The human plasma PK data for the 40 tests in Table I were extracted from previously published papers in supplementary. All PK data were digitized using the free online tool WebPlotDigitizer [13]. Figure 1 presents the statistics regarding number of PK studies and data points for which PK data were collected.

ML Model Building

Compounds SMILES were standardized using the ChEMBL standardizer [22]. Three different methods (RDKit, Mordred, and PaDEL-Descriptors) were used to calculate descriptors [23]. These methods generated molecular physicochemical properties for each molecule, resulting in 1826 (Mordred), 1444 (PaDEL), and 208 (RDKit) features used for model construction.

The datasets were split into training, validation, and test sets using random selection at an 8:1:1 ratio. Features with variance values less than 0.05 or those with the same information and a correlation coefficient higher than 0.9 were removed. The Boruta Algorithm [24] was also used to select significant features in a given data set.

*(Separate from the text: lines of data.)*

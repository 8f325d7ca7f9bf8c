//! Root-object shapes used by the droplet endpoints.

use ocean_core::Root;

use crate::models::{Action, Droplet, Image, Kernel};

macro_rules! root {
    ($name:ident, $key:literal, $payload:ty, $doc:expr) => {
        #[doc = $doc]
        #[derive(Debug, Clone, Copy)]
        pub struct $name;

        impl Root for $name {
            const KEY: &'static str = $key;
            type Payload = $payload;
        }
    };
}

root!(DropletRoot, "droplet", Droplet, "`{\"droplet\": {...}}`");
root!(DropletsRoot, "droplets", Vec<Droplet>, "`{\"droplets\": [...], \"links\": {...}}`");
root!(KernelsRoot, "kernels", Vec<Kernel>, "`{\"kernels\": [...], \"links\": {...}}`");
root!(SnapshotsRoot, "snapshots", Vec<Image>, "`{\"snapshots\": [...], \"links\": {...}}`");
root!(BackupsRoot, "backups", Vec<Image>, "`{\"backups\": [...], \"links\": {...}}`");
root!(ActionsRoot, "actions", Vec<Action>, "`{\"actions\": [...], \"links\": {...}}`");
root!(ActionRoot, "action", Action, "`{\"action\": {...}}`");
// --- File: crates/eventpay_client/src/lib.rs ---

pub mod api;
pub mod confirm;
pub mod error;
pub mod flow;
pub mod state;

pub use api::{resolve_client_secret, BackendApi, ClientSecret, HttpBackendClient};
pub use confirm::{
    ConfirmationOutcome, PaymentConfirmer, PaymentMethodDescriptor, StripeConfirmer,
};
pub use error::PaymentFlowError;
pub use flow::{PaymentFlow, PaymentForm, DEFAULT_ISSUANCE_TIMEOUT};
pub use state::PaymentState;
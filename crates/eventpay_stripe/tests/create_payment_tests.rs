use axum::body::{to_bytes, Body};
use axum::http::{Request, StatusCode};
use axum::Router;
use eventpay_common::services::{BoxFuture, PaymentIntentResult, PaymentService};
use eventpay_config::{AppConfig, StripeConfig};
use eventpay_ledger::{InMemoryLedger, LedgerEvent, LedgerRepository, PaymentStatus};
use eventpay_stripe::{compute_signature, routes_with_service, StripeError};
use serde_json::{json, Value};
use std::collections::HashMap;
use std::sync::atomic::{AtomicUsize, Ordering};
use std::sync::{Arc, Mutex};
use tower::util::ServiceExt;

const WEBHOOK_SECRET: &str = "whsec_test";

/// Records every intent it is asked to create and answers with a fixed secret.
#[derive(Default)]
struct FakePaymentService {
    calls: AtomicUsize,
    last_request: Mutex<Option<(i64, String, Option<String>, HashMap<String, String>)>>,
    client_secret: Option<String>,
}

impl FakePaymentService {
    fn answering(client_secret: Option<&str>) -> Arc<Self> {
        Arc::new(Self {
            client_secret: client_secret.map(str::to_string),
            ..Self::default()
        })
    }
}

impl PaymentService for FakePaymentService {
    type Error = StripeError;

    fn create_payment_intent(
        &self,
        amount: i64,
        currency: &str,
        description: Option<&str>,
        metadata: HashMap<String, String>,
    ) -> BoxFuture<'_, PaymentIntentResult, Self::Error> {
        self.calls.fetch_add(1, Ordering::SeqCst);
        *self.last_request.lock().unwrap() = Some((
            amount,
            currency.to_string(),
            description.map(str::to_string),
            metadata,
        ));
        let result = PaymentIntentResult {
            id: "pi_fake".to_string(),
            status: "requires_payment_method".to_string(),
            amount,
            currency: currency.to_string(),
            client_secret: self.client_secret.clone(),
        };
        Box::pin(async move { Ok(result) })
    }
}

fn config(use_stripe: bool) -> Arc<AppConfig> {
    Arc::new(AppConfig {
        use_stripe,
        stripe: Some(StripeConfig {
            secret_key: Some("sk_test_123".to_string()),
            webhook_secret: Some(WEBHOOK_SECRET.to_string()),
            currency: "pln".to_string(),
            api_base: "http://127.0.0.1:9".to_string(),
            webhook_tolerance_secs: 300,
        }),
        ..AppConfig::default()
    })
}

fn ledger() -> Arc<InMemoryLedger> {
    Arc::new(InMemoryLedger::with_events([
        LedgerEvent {
            id: 42,
            name: "Ski trip".to_string(),
            closed: false,
        },
        LedgerEvent {
            id: 7,
            name: "Archived".to_string(),
            closed: true,
        },
    ]))
}

fn app(service: Arc<FakePaymentService>, ledger: Arc<InMemoryLedger>, use_stripe: bool) -> Router {
    routes_with_service(config(use_stripe), service, ledger)
}

fn create_payment(body: Value) -> Request<Body> {
    Request::builder()
        .method("POST")
        .uri("/stripe/create-payment")
        .header("content-type", "application/json")
        .body(Body::from(body.to_string()))
        .unwrap()
}

async fn send(app: Router, request: Request<Body>) -> (StatusCode, Value) {
    let response = app.oneshot(request).await.unwrap();
    let status = response.status();
    let bytes = to_bytes(response.into_body(), usize::MAX).await.unwrap();
    let body = if bytes.is_empty() {
        Value::Null
    } else {
        serde_json::from_slice(&bytes).unwrap()
    };
    (status, body)
}

#[tokio::test]
async fn issues_client_secret_and_records_pending_payment() {
    let service = FakePaymentService::answering(Some("pi_fake_secret_abc"));
    let ledger = ledger();

    let (status, body) = send(
        app(service.clone(), ledger.clone(), true),
        create_payment(json!({ "eventId": 42, "amount": "49.99", "description": "Pizza" })),
    )
    .await;

    assert_eq!(status, StatusCode::OK);
    assert_eq!(body, json!({ "clientSecret": "pi_fake_secret_abc" }));

    let (amount, currency, description, metadata) =
        service.last_request.lock().unwrap().clone().unwrap();
    assert_eq!(amount, 4999);
    assert_eq!(currency, "pln");
    assert_eq!(description.as_deref(), Some("Pizza"));
    assert_eq!(metadata.get("event_id").map(String::as_str), Some("42"));

    let payments = ledger.list_payments(42).await.unwrap();
    assert_eq!(payments.len(), 1);
    assert_eq!(payments[0].payment_intent_id, "pi_fake");
    assert_eq!(payments[0].status, PaymentStatus::Pending);
}

#[tokio::test]
async fn unknown_event_is_not_found_and_processor_is_not_called() {
    let service = FakePaymentService::answering(Some("pi_fake_secret_abc"));

    let (status, body) = send(
        app(service.clone(), ledger(), true),
        create_payment(json!({ "eventId": 1000, "amount": "10.00" })),
    )
    .await;

    assert_eq!(status, StatusCode::NOT_FOUND);
    assert!(body["error"].is_string());
    assert!(body.get("clientSecret").is_none());
    assert_eq!(service.calls.load(Ordering::SeqCst), 0);
}

#[tokio::test]
async fn closed_event_conflicts() {
    let service = FakePaymentService::answering(Some("pi_fake_secret_abc"));

    let (status, _) = send(
        app(service.clone(), ledger(), true),
        create_payment(json!({ "eventId": 7, "amount": "10.00" })),
    )
    .await;

    assert_eq!(status, StatusCode::CONFLICT);
    assert_eq!(service.calls.load(Ordering::SeqCst), 0);
}

#[tokio::test]
async fn invalid_amount_is_a_bad_request() {
    let service = FakePaymentService::answering(Some("pi_fake_secret_abc"));

    let (status, body) = send(
        app(service.clone(), ledger(), true),
        create_payment(json!({ "eventId": 42, "amount": "49.999" })),
    )
    .await;

    assert_eq!(status, StatusCode::BAD_REQUEST);
    assert!(body["error"].as_str().unwrap().contains("fractional"));
    assert_eq!(service.calls.load(Ordering::SeqCst), 0);
}

#[tokio::test]
async fn oversized_amount_is_a_bad_request() {
    let service = FakePaymentService::answering(Some("pi_fake_secret_abc"));

    let (status, body) = send(
        app(service.clone(), ledger(), true),
        create_payment(json!({ "eventId": 42, "amount": "79228162514264337593543950335" })),
    )
    .await;

    assert_eq!(status, StatusCode::BAD_REQUEST);
    assert!(body["error"].as_str().unwrap().contains("maximum"));
    assert_eq!(service.calls.load(Ordering::SeqCst), 0);
}

#[tokio::test]
async fn disabled_stripe_is_unavailable() {
    let service = FakePaymentService::answering(Some("pi_fake_secret_abc"));

    let (status, body) = send(
        app(service.clone(), ledger(), false),
        create_payment(json!({ "eventId": 42, "amount": "10.00" })),
    )
    .await;

    assert_eq!(status, StatusCode::SERVICE_UNAVAILABLE);
    assert!(body["error"].is_string());
    assert_eq!(service.calls.load(Ordering::SeqCst), 0);
}

#[tokio::test]
async fn intent_without_secret_is_a_bad_gateway() {
    let service = FakePaymentService::answering(None);
    let ledger = ledger();

    let (status, body) = send(
        app(service, ledger.clone(), true),
        create_payment(json!({ "eventId": 42, "amount": "10.00" })),
    )
    .await;

    assert_eq!(status, StatusCode::BAD_GATEWAY);
    assert!(body["error"].is_string());
    assert!(ledger.list_payments(42).await.unwrap().is_empty());
}

fn webhook(payload: &str, signature_header: &str) -> Request<Body> {
    Request::builder()
        .method("POST")
        .uri("/stripe/webhook")
        .header("content-type", "application/json")
        .header("Stripe-Signature", signature_header)
        .body(Body::from(payload.to_string()))
        .unwrap()
}

fn signed_header(payload: &str) -> String {
    let timestamp = chrono::Utc::now().timestamp().to_string();
    let signature = compute_signature(&timestamp, payload.as_bytes(), WEBHOOK_SECRET).unwrap();
    format!("t={},v1={}", timestamp, signature)
}

fn succeeded_event() -> String {
    json!({
        "id": "evt_1",
        "object": "event",
        "created": 1_700_000_000,
        "livemode": false,
        "type": "payment_intent.succeeded",
        "data": { "object": { "id": "pi_fake", "object": "payment_intent", "status": "succeeded" } }
    })
    .to_string()
}

#[tokio::test]
async fn signed_webhook_updates_payment_status() {
    let service = FakePaymentService::answering(Some("pi_fake_secret_abc"));
    let ledger = ledger();
    let app = app(service, ledger.clone(), true);

    let (status, _) = send(
        app.clone(),
        create_payment(json!({ "eventId": 42, "amount": "10.00" })),
    )
    .await;
    assert_eq!(status, StatusCode::OK);

    let payload = succeeded_event();
    let (status, _) = send(app, webhook(&payload, &signed_header(&payload))).await;
    assert_eq!(status, StatusCode::OK);

    let payments = ledger.list_payments(42).await.unwrap();
    assert_eq!(payments[0].status, PaymentStatus::Succeeded);
}

#[tokio::test]
async fn tampered_webhook_is_rejected() {
    let service = FakePaymentService::answering(Some("pi_fake_secret_abc"));
    let payload = succeeded_event();
    let header = signed_header(&payload);
    let tampered = payload.replace("succeeded", "canceled");

    let (status, _) = send(app(service, ledger(), true), webhook(&tampered, &header)).await;

    assert_eq!(status, StatusCode::BAD_REQUEST);
}

#[tokio::test]
async fn webhook_for_unknown_intent_is_acknowledged() {
    let service = FakePaymentService::answering(Some("pi_fake_secret_abc"));
    let payload = succeeded_event();

    let (status, _) = send(
        app(service, ledger(), true),
        webhook(&payload, &signed_header(&payload)),
    )
    .await;

    assert_eq!(status, StatusCode::OK);
}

Four common approaches to molecular property prediction were used to build $f_{up}$, Caco-2, and CLt prediction models. These approaches [25, 26] included Support Vector Machine Regression (SVR), Random Forest (RF), XGBoost (XGB), and Gradient Boost Machine (GBM). In contrast to traditional chemical descriptors, message-passing neural networks (MPNNs) have exhibited advancements in molecular modeling and property prediction. MPNNs are a group of graph convolutional neural networks (GCNs) variants that can learn and aggregate local information of molecules through iterative message-passing iterations. Recently, Yang et al. [27] have proposed a directed MPNN (D-MPNN) and built the open-source package Chemprop for implementation of D-MPNN. D-MPNN constructs a learned molecular representation by operating on the graph structure of the molecule and passing a message through the edge-dependent neural network. In this study, D-MPNN builds the model based on different datasets and uses RDKit descriptors incorporated into D-MPNN to further improve performance.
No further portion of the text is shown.